SULAWESI UTARA — Memasuki pertengahan Mei 2026, pemilik kendaraan bermotor di Indonesia, khususnya pengguna bahan bakar nonsubsidi, harus merogoh kocek lebih dalam. PT Pertamina (Persero) bersama jaringan SPBU swasta seperti BP-AKR dan Vivo secara serempak mengumumkan daftar harga terbaru yang berlaku mulai 16 Mei 2026. Kenaikan harga terpantau signifikan pada produk diesel dan bahan bakar beroktan tinggi, sementara harga BBM jenis bensin premium dan produk bersubsidi masih bertahan.
Kenaikan paling mencolok terjadi pada produk diesel. Di SPBU Vivo, harga Diesel Primus (CN 51) melonjak drastis dari Rp14.610 per liter menjadi Rp30.890 per liter. Artinya, dalam waktu kurang dari sebulan, harganya lebih dari dua kali lipat. Kenaikan serupa juga terjadi di SPBU BP-AKR, di mana BP Ultimate Diesel (CN 53) naik dari Rp25.560 per liter pada pertengahan April 2026 menjadi Rp30.890 per liter per 16 Mei 2026.

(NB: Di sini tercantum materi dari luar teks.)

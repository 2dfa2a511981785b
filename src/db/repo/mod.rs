//! Repository layer for database operations.
//!
//! This module provides the `Repository` struct for all database operations.
//! Methods are organized across submodules by domain:
//! - `products.rs` - Product CRUD
//! - `shipping.rs` - Shipping rate tier operations and default seeding
//! - `schedules.rs` - Commission schedule operations
//! - `orders.rs` - Order line recording and queries

mod orders;
mod products;
mod schedules;
mod shipping;

use crate::domain::{Decimal, Marketplace, StoreId};
use sqlx::sqlite::{SqlitePool, SqliteRow};
use sqlx::Row;
use std::str::FromStr;
use tracing::warn;

/// Repository for database operations.
pub struct Repository {
    pool: SqlitePool,
}

impl Repository {
    /// Create a new repository with the given connection pool.
    pub fn new(pool: SqlitePool) -> Self {
        Repository { pool }
    }

    pub(crate) fn pool(&self) -> &SqlitePool {
        &self.pool
    }

    // =========================================================================
    // Reference revision operations
    // =========================================================================

    /// Current reference-data revision for a store+marketplace scope.
    ///
    /// Zero when no reference write has happened yet.
    pub async fn get_revision(
        &self,
        store_id: &StoreId,
        marketplace: &Marketplace,
    ) -> Result<i64, sqlx::Error> {
        let row = sqlx::query(
            "SELECT revision FROM reference_revisions WHERE store_id = ? AND marketplace = ?",
        )
        .bind(store_id.as_str())
        .bind(marketplace.as_str())
        .fetch_optional(&self.pool)
        .await?;

        Ok(row.map(|r| r.get("revision")).unwrap_or(0))
    }
}

/// Bump the reference revision for a scope inside the caller's transaction.
///
/// Every write to products, tiers or schedules must call this on the same
/// connection before committing, so a derived view can never observe the new
/// data under the old revision.
pub(crate) async fn bump_revision(
    conn: &mut sqlx::SqliteConnection,
    store_id: &StoreId,
    marketplace: &Marketplace,
) -> Result<(), sqlx::Error> {
    sqlx::query(
        r#"
        INSERT INTO reference_revisions (store_id, marketplace, revision, updated_ms)
        VALUES (?, ?, 1, ?)
        ON CONFLICT(store_id, marketplace) DO UPDATE SET
            revision = revision + 1,
            updated_ms = excluded.updated_ms
        "#,
    )
    .bind(store_id.as_str())
    .bind(marketplace.as_str())
    .bind(chrono::Utc::now().timestamp_millis())
    .execute(conn)
    .await?;

    Ok(())
}

/// Read a decimal column stored as a canonical string, falling back to zero
/// on corruption rather than failing the whole query.
pub(crate) fn decimal_column(row: &SqliteRow, column: &str) -> Decimal {
    let raw: String = row.get(column);
    Decimal::from_str(&raw).unwrap_or_else(|e| {
        warn!(
            column = column,
            value = %raw,
            error = %e,
            "Failed to parse stored decimal, using default"
        );
        Decimal::default()
    })
}
//! On-demand recomputation of derived financial views.
//!
//! Resolved profit and commission figures are never persisted; they are a
//! function of the reference tables (products, shipping tiers, commission
//! schedules) and of wall-clock time. This module caches one computed view
//! per `(store, marketplace)` scope and recomputes it when either input
//! moved: the scope's reference revision, or the clock crossing a campaign
//! window boundary.

use crate::db::Repository;
use crate::domain::{CommissionSchedule, Marketplace, Product, StoreId, TimeMs};
use crate::engine::{resolve_product_financials, ProductFinancials, ShippingRateTable};
use serde::Serialize;
use std::collections::HashMap;
use std::sync::Arc;
use tokio::sync::RwLock;
use tracing::debug;

/// One product paired with its resolved financials inside a computed view.
///
/// Both halves come from the same snapshot of the reference tables; a
/// concurrent edit never produces a product from one state and financials
/// from another.
#[derive(Debug, Clone, PartialEq, Eq, Serialize)]
pub struct ResolvedProduct {
    #[serde(flatten)]
    pub product: Product,
    pub financials: ProductFinancials,
}

/// One computed financial view covering every product in a scope.
#[derive(Debug, Clone)]
pub struct FinancialView {
    /// Reference revision the view was computed from.
    pub revision: i64,
    /// Instant the view was computed at.
    pub computed_at: TimeMs,
    /// Earliest campaign window edge after `computed_at`, when one exists.
    /// The view must not be served once the clock passes it.
    pub next_boundary: Option<TimeMs>,
    /// Every product in the scope with its financials, in product id order.
    pub items: Vec<ResolvedProduct>,
}

impl FinancialView {
    fn is_fresh(&self, revision: i64, now: TimeMs) -> bool {
        if self.revision != revision {
            return false;
        }
        match self.next_boundary {
            Some(boundary) => now < boundary,
            None => true,
        }
    }
}

/// Earliest window edge strictly after `now` among live schedules.
///
/// Crossing a `valid_from` or `valid_until` can flip a campaign on or off,
/// so any view computed before such an edge is stale once the clock passes
/// it. Deactivated schedules have no edges; they never become active again.
pub fn next_window_boundary(schedules: &[CommissionSchedule], now: TimeMs) -> Option<TimeMs> {
    schedules
        .iter()
        .filter(|s| s.is_active)
        .flat_map(|s| [s.valid_from, s.valid_until])
        .filter(|edge| *edge > now)
        .min()
}

/// Serves fresh financial views, recomputing only when needed.
pub struct Refresher {
    repo: Arc<Repository>,
    views: RwLock<HashMap<(StoreId, Marketplace), Arc<FinancialView>>>,
}

impl Refresher {
    pub fn new(repo: Arc<Repository>) -> Self {
        Self {
            repo,
            views: RwLock::new(HashMap::new()),
        }
    }

    /// Return the scope's financial view as of `now`.
    ///
    /// The cached view is reused only while the scope's reference revision
    /// is unchanged and `now` has not crossed the view's next campaign
    /// window boundary; otherwise the whole scope is recomputed from the
    /// reference tables.
    pub async fn ensure_fresh(
        &self,
        store_id: &StoreId,
        marketplace: &Marketplace,
        now: TimeMs,
    ) -> Result<Arc<FinancialView>, sqlx::Error> {
        let revision = self.repo.get_revision(store_id, marketplace).await?;
        let key = (store_id.clone(), marketplace.clone());

        {
            let views = self.views.read().await;
            if let Some(view) = views.get(&key) {
                if view.is_fresh(revision, now) {
                    return Ok(view.clone());
                }
            }
        }

        let view = Arc::new(self.compute(store_id, marketplace, revision, now).await?);
        self.views.write().await.insert(key, view.clone());
        Ok(view)
    }

    async fn compute(
        &self,
        store_id: &StoreId,
        marketplace: &Marketplace,
        revision: i64,
        now: TimeMs,
    ) -> Result<FinancialView, sqlx::Error> {
        let products = self.repo.list_products(store_id, marketplace).await?;
        let tiers = self.repo.list_visible_tiers(store_id, marketplace).await?;
        let schedules = self.repo.list_schedules(store_id, marketplace).await?;

        let table = ShippingRateTable::from_rows(tiers);
        let items = products
            .into_iter()
            .map(|product| {
                let financials = resolve_product_financials(&product, &table, &schedules, now);
                ResolvedProduct {
                    product,
                    financials,
                }
            })
            .collect::<Vec<_>>();

        debug!(
            store_id = %store_id,
            marketplace = %marketplace,
            revision,
            products = items.len(),
            "Recomputed financial view"
        );

        Ok(FinancialView {
            revision,
            computed_at: now,
            next_boundary: next_window_boundary(&schedules, now),
            items,
        })
    }
}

Sementara itu, Pertamina juga menyesuaikan harga produk diesel unggulannya. Dexlite (CN 51) naik menjadi Rp26.000 per liter dari sebelumnya Rp23.600 per liter. Kenaikan lebih tinggi terjadi pada Pertamina Dex (CN 53) yang kini dibanderol Rp27.900 per liter, melonjak dari harga sebelumnya Rp23.900 per liter. Kenaikan ini tentu membebani sektor logistik dan transportasi yang sangat bergantung pada solar.
Di segmen bensin, Pertamina menaikkan harga Pertamax Turbo (RON 98) menjadi Rp19.900 per liter dari sebelumnya Rp19.400 per liter. Namun, kabar baiknya, harga Pertamax (RON 92) dan Pertamax Green 95 (RON 95) masih dipertahankan pada level sebelumnya. BBM bersubsidi seperti Pertalite (RON 90) dan Solar Subsidi juga belum mengalami perubahan harga, sesuai dengan ketentuan pemerintah.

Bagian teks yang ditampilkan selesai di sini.